//! Client construction and the chat-completion entry point.
//!
//! A [`Client`] is immutable after construction: the API key, base URL, and
//! client-identifier string are resolved once in [`ClientBuilder::build`] and
//! shared freely across threads afterwards. Each call performs exactly one
//! request/response cycle; there are no retries and no silent recovery.

use std::env;
use std::path::PathBuf;
use std::time::{Duration, SystemTime, UNIX_EPOCH};

use serde_json::{Map, Value};
use tracing::debug;
use uuid::Uuid;

use crate::transport::HttpTransport;
use crate::types::request::{Message, ModelSelector};
use crate::types::response::ChatCompletion;
use crate::utils::version;
use crate::{Error, Result};

/// Production endpoint for the Infuzu API.
pub const API_BASE_URL: &str = "https://chat.infuzu.com/api";

/// Environment variable supplying the default API key.
pub const API_KEY_ENV: &str = "INFUZU_API_KEY";

const CHAT_COMPLETIONS_PATH: &str = "/v1/chat/completions";

const REQUEST_TIMEOUT: Duration = Duration::from_secs(600);

/// Model name reported when the server omits one.
const FALLBACK_MODEL: &str = "infuzu-ims";

const COMPLETION_OBJECT: &str = "chat.completion";

/// Builder for creating clients with custom configuration.
///
/// Keep this surface area small and predictable.
pub struct ClientBuilder {
    api_key: Option<String>,
    /// Override base URL (primarily for testing with mock servers)
    base_url_override: Option<String>,
    version_file: Option<PathBuf>,
}

impl ClientBuilder {
    pub fn new() -> Self {
        Self {
            api_key: None,
            base_url_override: None,
            version_file: None,
        }
    }

    /// Set the API key explicitly instead of reading `INFUZU_API_KEY`.
    pub fn api_key(mut self, key: impl Into<String>) -> Self {
        self.api_key = Some(key.into());
        self
    }

    /// Override the base URL.
    ///
    /// This is primarily for testing with mock servers. In production the
    /// fixed [`API_BASE_URL`] applies.
    pub fn base_url_override(mut self, base_url: impl Into<String>) -> Self {
        self.base_url_override = Some(base_url.into());
        self
    }

    /// Read the client version from this file instead of the default
    /// `.package-version`.
    pub fn version_file(mut self, path: impl Into<PathBuf>) -> Self {
        self.version_file = Some(path.into());
        self
    }

    /// Build the client.
    ///
    /// Resolves the API key (explicit argument, then environment) and reads
    /// the version file; both failures are configuration errors raised before
    /// any network I/O.
    pub fn build(self) -> Result<Client> {
        let api_key = match self.api_key {
            Some(key) => key,
            None => env::var(API_KEY_ENV).map_err(|_| {
                Error::configuration(format!(
                    "API key not provided and {API_KEY_ENV} environment variable not set"
                ))
            })?,
        };

        let version = match &self.version_file {
            Some(path) => version::read_version_file(path)?,
            None => version::client_version()?,
        };

        let base_url = self
            .base_url_override
            .unwrap_or_else(|| API_BASE_URL.to_string());

        Ok(Client {
            transport: HttpTransport::new(base_url, user_agent(&version), REQUEST_TIMEOUT),
            api_key,
        })
    }
}

impl Default for ClientBuilder {
    fn default() -> Self {
        Self::new()
    }
}

/// Client for the Infuzu chat completions API.
pub struct Client {
    transport: HttpTransport,
    api_key: String,
}

impl Client {
    pub fn builder() -> ClientBuilder {
        ClientBuilder::new()
    }

    /// Build a client with default configuration (key from the environment,
    /// production base URL).
    pub fn new() -> Result<Self> {
        Self::builder().build()
    }

    /// Create a chat completion from an ordered list of messages.
    ///
    /// When `model` is `None` it is omitted from the payload and the server
    /// applies its own default. On success the response is normalized:
    /// missing `id`, `created`, `model`, and `object` fields are filled with
    /// deterministic client-side defaults before schema validation. Explicit
    /// server values are never overwritten.
    pub fn create_chat_completion(
        &self,
        messages: &[Message],
        model: Option<&ModelSelector>,
    ) -> Result<ChatCompletion> {
        let payload = build_payload(messages, model)?;

        debug!(
            message_count = messages.len(),
            has_model = model.is_some(),
            "creating chat completion"
        );
        let mut body = self
            .transport
            .post_json(CHAT_COMPLETIONS_PATH, &self.api_key, &payload)?;

        fill_response_defaults(&mut body);
        serde_json::from_value(body)
            .map_err(|e| Error::validation(format!("malformed chat completion response: {e}")))
    }
}

/// Create a chat completion with a throwaway default client.
///
/// `api_key` falls back to the `INFUZU_API_KEY` environment variable; if
/// neither is available the call fails with [`Error::Configuration`] before
/// any network I/O. `model` may name a model outright or carry a full
/// [`ModelParams`](crate::types::request::ModelParams) directive; when `None`
/// the server picks its own default.
pub fn create_chat_completion(
    messages: &[Message],
    api_key: Option<&str>,
    model: Option<ModelSelector>,
) -> Result<ChatCompletion> {
    let mut builder = Client::builder();
    if let Some(key) = api_key {
        builder = builder.api_key(key);
    }
    builder.build()?.create_chat_completion(messages, model.as_ref())
}

fn build_payload(messages: &[Message], model: Option<&ModelSelector>) -> Result<Value> {
    let mut payload = Map::new();
    payload.insert(
        "messages".to_string(),
        serde_json::to_value(messages)
            .map_err(|e| Error::validation(format!("failed to serialize messages: {e}")))?,
    );
    if let Some(model) = model {
        payload.insert(
            "model".to_string(),
            serde_json::to_value(model)
                .map_err(|e| Error::validation(format!("failed to serialize model: {e}")))?,
        );
    }
    Ok(Value::Object(payload))
}

/// Fill deterministic defaults for metadata the server may omit. Values the
/// server did supply are left untouched.
fn fill_response_defaults(body: &mut Value) {
    // A non-object body is left alone; schema validation rejects it next.
    let Some(map) = body.as_object_mut() else {
        return;
    };

    map.entry("id")
        .or_insert_with(|| Value::String(format!("chatcmpl-{}", Uuid::new_v4())));
    map.entry("created").or_insert_with(|| unix_now().into());
    map.entry("model")
        .or_insert_with(|| Value::String(FALLBACK_MODEL.to_string()));
    map.entry("object")
        .or_insert_with(|| Value::String(COMPLETION_OBJECT.to_string()));
}

fn unix_now() -> i64 {
    SystemTime::now()
        .duration_since(UNIX_EPOCH)
        .map(|d| d.as_secs() as i64)
        .unwrap_or(0)
}

/// Descriptive client identifier: library version, toolchain version, HTTP
/// client version, and platform.
fn user_agent(version: &str) -> String {
    format!(
        "infuzu-rust/{} (rust {}; reqwest/{}; {} {})",
        version,
        env!("INFUZU_RUSTC_VERSION"),
        env!("INFUZU_REQWEST_VERSION"),
        std::env::consts::OS,
        std::env::consts::ARCH,
    )
}
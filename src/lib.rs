//! # infuzu-rs
//!
//! Rust client for the Infuzu chat completions API.
//!
//! The library builds a validated request payload from a list of
//! conversational messages plus an optional model-selection directive, issues
//! a single blocking HTTPS POST to the Infuzu endpoint, and parses the
//! response into strongly-typed records, filling a small set of optional
//! metadata fields with deterministic defaults when the server omits them.
//!
//! ## Quick Start
//!
//! ```rust,no_run
//! use infuzu_rs::{create_chat_completion, Message};
//!
//! fn main() -> infuzu_rs::Result<()> {
//!     let messages = vec![
//!         Message::system("You are a helpful assistant."),
//!         Message::user("What is the capital of France?"),
//!     ];
//!
//!     // API key is read from the INFUZU_API_KEY environment variable.
//!     let completion = create_chat_completion(&messages, None, None)?;
//!     if let Some(content) = completion.first_content() {
//!         println!("{content}");
//!     }
//!
//!     Ok(())
//! }
//! ```
//!
//! For repeated calls, build a [`Client`] once and share it freely; it is
//! immutable after construction and safe to use from multiple threads.
//!
//! ## Module Organization
//!
//! | Module | Description |
//! |--------|-------------|
//! | [`client`] | Client construction and the chat-completion entry point |
//! | [`types`] | Request and response record types with validation |
//! | [`transport`] | Blocking HTTP transport |
//! | [`error`] | Unified error type |
//! | [`utils`] | Version-file reader |
//!
//! ## Error Handling
//!
//! All fallible operations return [`Result`]. The [`Error`] kinds map
//! directly to failure causes: [`Error::Configuration`] (missing API key or
//! version file), [`Error::Validation`] (schema invariant violated),
//! [`Error::Api`] (non-success HTTP status, with status code and raw body),
//! and [`Error::Transport`] (the request never completed). There is no
//! catch-all variant; callers can match on the cause they care about.

pub mod client;
pub mod error;
pub mod transport;
pub mod types;
pub mod utils;

// Re-export main types for convenience
pub use client::{create_chat_completion, Client, ClientBuilder, API_BASE_URL, API_KEY_ENV};
pub use error::Error;
pub use types::{
    request::{
        ContentPart, Message, MessageContent, ModelParams, ModelSelector, ModelWeights, Role,
    },
    response::{ChatCompletion, Choice, ChoiceMessage},
};

/// Result type alias for the library
pub type Result<T> = std::result::Result<T, Error>;
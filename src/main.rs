// img2text - Extract text from images with Gemini
// Author: kelexine (https://github.com/kelexine)

use anyhow::Result;
use clap::Parser;
use img2text::cli::{self, Args};
use img2text::config::AppConfig;
use img2text::gemini::ExtractionClient;
use img2text::utils::logging;
use std::process::ExitCode;
use tracing::{debug, info};

#[tokio::main]
async fn main() -> Result<ExitCode> {
    // Parse CLI arguments
    let args = Args::parse();

    // Phase 1: Load configuration, CLI flags take precedence
    let mut config = AppConfig::load(args.config.as_deref())?;
    if let Some(model) = args.model.clone() {
        config.gemini.model = model;
    }

    // Phase 2: Initialize logging
    logging::init(&config.logging)?;
    info!("Starting img2text v{}", env!("CARGO_PKG_VERSION"));
    debug!("Effective configuration: {:?}", config);

    // Phase 3: Build client and run the extraction
    let mut client = ExtractionClient::new(&config.gemini)?;
    let result = client
        .extract_with_key(&args.image, args.api_key.as_deref())
        .await;

    match result {
        Ok(text) => {
            println!("{}", cli::format_success(&text));
            Ok(ExitCode::SUCCESS)
        }
        Err(err) => {
            println!("{}", cli::format_failure(&args.image, &err));
            Ok(ExitCode::FAILURE)
        }
    }
}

◆ ◆ ◆ ◆

Exercise brief → Reproduce each line from the listing above that includes the word "mock".

Solved exercise →
    /// Override base URL (primarily for testing with mock servers)
    /// This is primarily for testing with mock servers. In production the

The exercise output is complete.